Material provided section start

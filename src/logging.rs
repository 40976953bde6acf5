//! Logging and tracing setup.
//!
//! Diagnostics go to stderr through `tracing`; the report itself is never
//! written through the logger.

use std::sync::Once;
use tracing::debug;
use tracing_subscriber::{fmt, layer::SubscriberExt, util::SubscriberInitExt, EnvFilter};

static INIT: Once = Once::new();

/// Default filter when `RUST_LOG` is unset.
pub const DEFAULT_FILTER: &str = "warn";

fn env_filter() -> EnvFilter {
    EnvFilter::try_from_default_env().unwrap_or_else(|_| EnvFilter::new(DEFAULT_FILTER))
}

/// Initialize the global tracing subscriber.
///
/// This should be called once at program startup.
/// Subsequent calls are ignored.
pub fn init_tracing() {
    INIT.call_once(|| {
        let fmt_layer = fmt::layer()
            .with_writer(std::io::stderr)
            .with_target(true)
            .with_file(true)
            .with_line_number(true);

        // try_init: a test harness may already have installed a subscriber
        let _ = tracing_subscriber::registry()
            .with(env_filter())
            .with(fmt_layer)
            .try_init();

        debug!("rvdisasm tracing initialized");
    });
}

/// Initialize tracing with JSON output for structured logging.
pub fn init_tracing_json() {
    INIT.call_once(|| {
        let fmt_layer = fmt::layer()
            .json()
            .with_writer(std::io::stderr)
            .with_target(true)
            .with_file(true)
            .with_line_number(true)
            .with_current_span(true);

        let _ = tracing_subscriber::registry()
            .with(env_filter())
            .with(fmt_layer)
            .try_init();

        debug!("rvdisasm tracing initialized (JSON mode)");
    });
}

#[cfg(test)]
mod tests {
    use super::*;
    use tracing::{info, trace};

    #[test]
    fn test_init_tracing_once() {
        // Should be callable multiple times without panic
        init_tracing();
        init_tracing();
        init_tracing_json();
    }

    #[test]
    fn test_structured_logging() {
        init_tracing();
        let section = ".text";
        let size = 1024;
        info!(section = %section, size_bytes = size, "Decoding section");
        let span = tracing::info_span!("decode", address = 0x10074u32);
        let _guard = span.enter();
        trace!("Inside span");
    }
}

Material provided section end
Material provided section start

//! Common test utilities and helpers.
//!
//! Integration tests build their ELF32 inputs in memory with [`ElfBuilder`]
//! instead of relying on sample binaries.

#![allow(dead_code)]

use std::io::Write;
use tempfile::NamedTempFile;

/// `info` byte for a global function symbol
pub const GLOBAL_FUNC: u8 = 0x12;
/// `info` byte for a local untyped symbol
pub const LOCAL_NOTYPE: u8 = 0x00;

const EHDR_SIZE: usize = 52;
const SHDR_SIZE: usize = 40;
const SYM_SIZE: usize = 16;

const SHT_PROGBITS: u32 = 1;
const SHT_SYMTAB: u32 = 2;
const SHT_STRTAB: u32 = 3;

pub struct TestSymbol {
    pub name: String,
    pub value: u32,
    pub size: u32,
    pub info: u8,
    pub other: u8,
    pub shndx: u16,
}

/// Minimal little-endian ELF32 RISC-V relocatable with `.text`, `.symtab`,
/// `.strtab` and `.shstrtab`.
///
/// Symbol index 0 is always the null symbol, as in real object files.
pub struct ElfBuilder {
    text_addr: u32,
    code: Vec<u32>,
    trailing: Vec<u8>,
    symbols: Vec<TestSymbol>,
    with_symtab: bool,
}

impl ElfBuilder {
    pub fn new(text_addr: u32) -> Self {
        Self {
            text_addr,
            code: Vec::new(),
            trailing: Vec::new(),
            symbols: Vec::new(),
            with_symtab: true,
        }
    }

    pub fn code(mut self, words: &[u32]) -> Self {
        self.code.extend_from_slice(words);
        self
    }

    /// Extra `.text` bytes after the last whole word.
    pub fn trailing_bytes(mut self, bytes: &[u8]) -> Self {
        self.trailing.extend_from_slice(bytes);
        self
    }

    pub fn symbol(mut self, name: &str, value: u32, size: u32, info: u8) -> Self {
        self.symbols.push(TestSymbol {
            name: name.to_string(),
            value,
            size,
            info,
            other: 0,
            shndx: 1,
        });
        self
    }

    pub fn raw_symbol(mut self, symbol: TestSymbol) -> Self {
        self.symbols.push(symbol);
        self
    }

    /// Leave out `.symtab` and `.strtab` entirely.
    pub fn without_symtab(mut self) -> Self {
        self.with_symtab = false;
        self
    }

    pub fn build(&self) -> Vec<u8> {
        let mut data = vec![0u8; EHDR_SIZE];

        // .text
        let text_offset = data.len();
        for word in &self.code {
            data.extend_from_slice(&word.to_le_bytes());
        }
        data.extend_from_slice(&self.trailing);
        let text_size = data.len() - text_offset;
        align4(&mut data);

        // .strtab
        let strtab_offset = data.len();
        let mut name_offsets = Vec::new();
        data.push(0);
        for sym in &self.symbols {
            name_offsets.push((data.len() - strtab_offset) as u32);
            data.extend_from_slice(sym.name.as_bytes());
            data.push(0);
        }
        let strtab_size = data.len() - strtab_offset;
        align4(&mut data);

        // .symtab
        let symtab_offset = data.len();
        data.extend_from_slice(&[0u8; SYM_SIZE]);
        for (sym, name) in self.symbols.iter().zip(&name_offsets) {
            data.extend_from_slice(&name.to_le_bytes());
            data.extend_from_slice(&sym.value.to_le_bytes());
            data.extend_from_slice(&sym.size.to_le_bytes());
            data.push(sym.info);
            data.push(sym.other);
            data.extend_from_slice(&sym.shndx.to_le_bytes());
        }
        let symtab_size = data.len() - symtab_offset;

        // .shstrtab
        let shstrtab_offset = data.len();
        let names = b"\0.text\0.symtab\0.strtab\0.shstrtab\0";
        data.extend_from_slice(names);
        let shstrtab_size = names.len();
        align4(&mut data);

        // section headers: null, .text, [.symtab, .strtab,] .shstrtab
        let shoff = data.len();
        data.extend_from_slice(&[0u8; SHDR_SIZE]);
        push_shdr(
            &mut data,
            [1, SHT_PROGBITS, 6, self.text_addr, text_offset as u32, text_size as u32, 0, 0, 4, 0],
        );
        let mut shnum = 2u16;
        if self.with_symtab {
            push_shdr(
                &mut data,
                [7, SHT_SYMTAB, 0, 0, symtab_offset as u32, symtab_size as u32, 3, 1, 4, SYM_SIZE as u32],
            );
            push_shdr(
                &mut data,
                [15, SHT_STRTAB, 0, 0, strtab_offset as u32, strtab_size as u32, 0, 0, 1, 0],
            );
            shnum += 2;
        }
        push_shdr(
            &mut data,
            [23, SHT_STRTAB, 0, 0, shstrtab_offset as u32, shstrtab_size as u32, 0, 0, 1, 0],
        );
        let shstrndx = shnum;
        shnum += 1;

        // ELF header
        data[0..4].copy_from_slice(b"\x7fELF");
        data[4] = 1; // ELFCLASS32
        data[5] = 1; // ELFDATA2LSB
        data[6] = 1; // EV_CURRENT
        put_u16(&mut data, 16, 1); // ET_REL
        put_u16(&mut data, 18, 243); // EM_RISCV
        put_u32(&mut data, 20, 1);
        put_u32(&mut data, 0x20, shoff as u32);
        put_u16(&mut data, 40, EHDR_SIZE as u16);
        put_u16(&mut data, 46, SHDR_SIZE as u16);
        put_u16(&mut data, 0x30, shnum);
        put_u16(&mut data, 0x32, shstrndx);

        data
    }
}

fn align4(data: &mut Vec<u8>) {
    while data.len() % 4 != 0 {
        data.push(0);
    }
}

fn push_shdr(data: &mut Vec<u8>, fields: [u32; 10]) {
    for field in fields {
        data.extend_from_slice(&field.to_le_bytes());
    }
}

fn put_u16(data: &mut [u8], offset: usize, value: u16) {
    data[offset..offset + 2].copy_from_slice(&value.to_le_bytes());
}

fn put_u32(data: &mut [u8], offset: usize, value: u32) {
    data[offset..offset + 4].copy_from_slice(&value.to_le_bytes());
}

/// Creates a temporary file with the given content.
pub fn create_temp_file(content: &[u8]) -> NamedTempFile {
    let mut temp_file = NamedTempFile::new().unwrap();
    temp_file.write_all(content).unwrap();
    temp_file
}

Material provided section end

Work instructions
For the listing above, find how many lines hold the word "through". Only the number should be written.

Solution for this problem
2